They begin fast-bobbing towards the men's room. Sammy "The
Stomp" Johnson waits just to the right of Alice, who takes
out a make-up mirror and powders her nose. Horton lurks behind
a nearby column, watching the Professor.

The Texans and the Chinese Acrobats are on opposite sides of
the carousel, along with their respective welcoming
committees.

Wally leads Newt to the carousel, takes off his belt, loops
it though the handle on Newt's jacket and ties it around a
column.

NEWT
Can I pee?

WALLY
Soon as I get your bag, Newt.

NEWT
Rock' em-sock'em?

WALLY
(hands Newt his sock)
I'll be right back, Newt.

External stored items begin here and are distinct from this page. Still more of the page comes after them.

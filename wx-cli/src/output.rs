//! Terminal rendering of weather records and favorites.
//!
//! Every function returns a `String`; the dispatcher decides where it goes.
//! Styling comes from `colored`, which honours `NO_COLOR`.

use chrono::{DateTime, Utc};
use colored::Colorize;
use std::fmt::Write;

use wx_core::{Alert, Endpoint, Forecast, Report, WeatherRecord};

const LABEL_WIDTH: usize = 12;

pub fn report(report: &Report) -> String {
    match report {
        Report::Current(record) => current(record),
        Report::Forecast(f) => forecast(f),
        Report::Alerts(record) => alerts(record),
    }
}

/// Titled key/value block for current conditions.
pub fn current(record: &WeatherRecord) -> String {
    let temp_unit = record.units.temperature_symbol();
    let speed_unit = record.units.speed_symbol();

    let mut out = String::new();
    let _ = writeln!(out, "{}", format!("Current Weather in {}", record.location).bold());
    row(&mut out, "Weather", capitalize(&record.condition));
    row(&mut out, "Temperature", format!("{:.1}{temp_unit}", record.temperature));
    if let Some(feels_like) = record.feels_like {
        row(&mut out, "Feels Like", format!("{feels_like:.1}{temp_unit}"));
    }
    row(&mut out, "Humidity", format!("{}%", record.humidity));
    row(&mut out, "Wind Speed", format!("{:.1} {speed_unit}", record.wind_speed));
    out
}

/// One row per forecast day.
pub fn forecast(forecast: &Forecast) -> String {
    let mut out = String::new();
    let _ = writeln!(
        out,
        "{}",
        format!("{}-Day Forecast for {}", forecast.days.len(), forecast.location).bold()
    );

    let (temp_unit, speed_unit) = forecast
        .days
        .first()
        .map(|d| (d.units.temperature_symbol(), d.units.speed_symbol()))
        .unwrap_or(("°C", "m/s"));

    let header = format!(
        "{:<10}  {:<24}  {:>9}  {:>8}  {:>10}",
        "Date",
        "Weather",
        format!("Temp ({temp_unit})"),
        "Humidity",
        format!("Wind ({speed_unit})"),
    );
    let _ = writeln!(out, "{}", header.cyan());

    for day in &forecast.days {
        let _ = writeln!(out, "{}", forecast_row(day));
    }
    out
}

// Cells are padded before they are colored; colored ignores width for styled text.
fn forecast_row(day: &WeatherRecord) -> String {
    let date = day
        .observed_at
        .map(|t| t.format("%Y-%m-%d").to_string())
        .unwrap_or_else(|| "-".into());
    let temp = format!("{:>9}", format!("{:.1}", day.temperature));
    let humidity = format!("{:>8}", format!("{}%", day.humidity));
    let wind = format!("{:>10}", format!("{:.1}", day.wind_speed));

    format!(
        "{:<10}  {:<24}  {}  {}  {}",
        date,
        capitalize(&day.condition),
        temp.yellow(),
        humidity.blue(),
        wind.magenta(),
    )
}

/// Status line shown on stderr while a request is in flight.
pub fn fetching(endpoint: Endpoint, location: &str, progress: Option<(usize, usize)>) -> String {
    let what = match endpoint {
        Endpoint::Current => "weather data",
        Endpoint::Forecast => "forecast data",
        Endpoint::Alerts => "weather alerts",
    };
    match progress {
        Some((n, total)) => format!("Fetching {what} for {location} ({n}/{total})..."),
        None => format!("Fetching {what} for {location}..."),
    }
}

/// A panel per active alert, or a single all-clear line.
pub fn alerts(record: &WeatherRecord) -> String {
    let alerts = record.alerts.as_deref().unwrap_or_default();
    if alerts.is_empty() {
        return format!("{}\n", format!("No weather alerts for {}", record.location).green());
    }

    let mut out = String::new();
    let _ = writeln!(out, "{}", format!("Weather Alerts for {}", record.location).bold());
    for alert in alerts {
        alert_panel(&mut out, alert);
    }
    out
}

pub fn favorite_added(location: &str) -> String {
    format!("Added {} to favorites!\n", location.green())
}

pub fn no_favorites() -> String {
    "No favorite locations saved.\n".to_string()
}

pub fn favorite_heading(location: &str) -> String {
    format!("\nWeather for {}:\n", location.bold())
}

pub fn favorite_failed(location: &str, error: &impl std::fmt::Display) -> String {
    format!("{}\n", format!("Error getting weather for {location}: {error}").red())
}

fn alert_panel(out: &mut String, alert: &Alert) {
    let rule = "─".repeat(48);
    let _ = writeln!(out, "{}", rule.red());
    let _ = writeln!(out, "{}", format!("Alert: {alert}").red().bold());
    if !alert.description.is_empty() {
        let _ = writeln!(out, "\n{}\n", alert.description);
    }
    let _ = writeln!(out, "Start: {}", timestamp(alert.start));
    let _ = writeln!(out, "End:   {}", timestamp(alert.end));
    let _ = writeln!(out, "{}", rule.red());
}

fn row(out: &mut String, label: &str, value: String) {
    let _ = writeln!(out, "  {}  {}", format!("{label:<width$}", width = LABEL_WIDTH).cyan(), value.green());
}

fn timestamp(value: Option<DateTime<Utc>>) -> String {
    value
        .map(|t| t.format("%Y-%m-%d %H:%M UTC").to_string())
        .unwrap_or_else(|| "unknown".to_string())
}

fn capitalize(text: &str) -> String {
    let mut chars = text.chars();
    match chars.next() {
        Some(first) => first.to_uppercase().chain(chars).collect(),
        None => String::new(),
    }
}

/// Drops SGR escape sequences so tests can compare visible text.
#[cfg(test)]
pub(crate) fn strip_ansi(text: &str) -> String {
    let mut out = String::new();
    let mut chars = text.chars();
    while let Some(c) = chars.next() {
        if c == '\x1b' {
            chars.by_ref().find(|&c| c == 'm');
        } else {
            out.push(c);
        }
    }
    out
}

I see your
bag right there.

Wally starts after a plaid bag with a "SOOTHING BREEZES" tag
on it, trying to dart through the Texans to reach the bag
before it disappears.

CUT TO:

EXT. OUTER SPACE

We see the satellite countdown: 00:00:03 / 00:00:02 / 00:00:01
and as it hits 00:00:00 the beeping crescendos and goes SILENT
for one brief moment. Then, the satellite produces an
emission; a small burst of light shoots from the nozzle and
hear a sound like a sharp slam on a ping-pong ball.

CUT TO:

EXT. OUTER SPACE

HIGH ANGLE, looking down on the United States. The emission,
a short piece of light, enters the earth's atmosphere and
heads down towards Kansas.

CUT TO:

EXT. NEWTONVILLE AIRPORT - DAY

The emission strikes the Ben Franklin key on top of the
terminal. The key lights up and spins.

CUT TO:

INT. NEWTONVILLE AIRPORT BAGGAGE CLAIM AREA - DAY

HIGH ANGLE, looking down on the carousel area. The emission
zooms down, strikes the carousel and a glowing four-way beam
in the shape of a "X" appears. One arm of the "X" connects
Horton Thursby and Wally Newton; the other arm connects
Professor Hugo Zinzermacher and Newt Newton.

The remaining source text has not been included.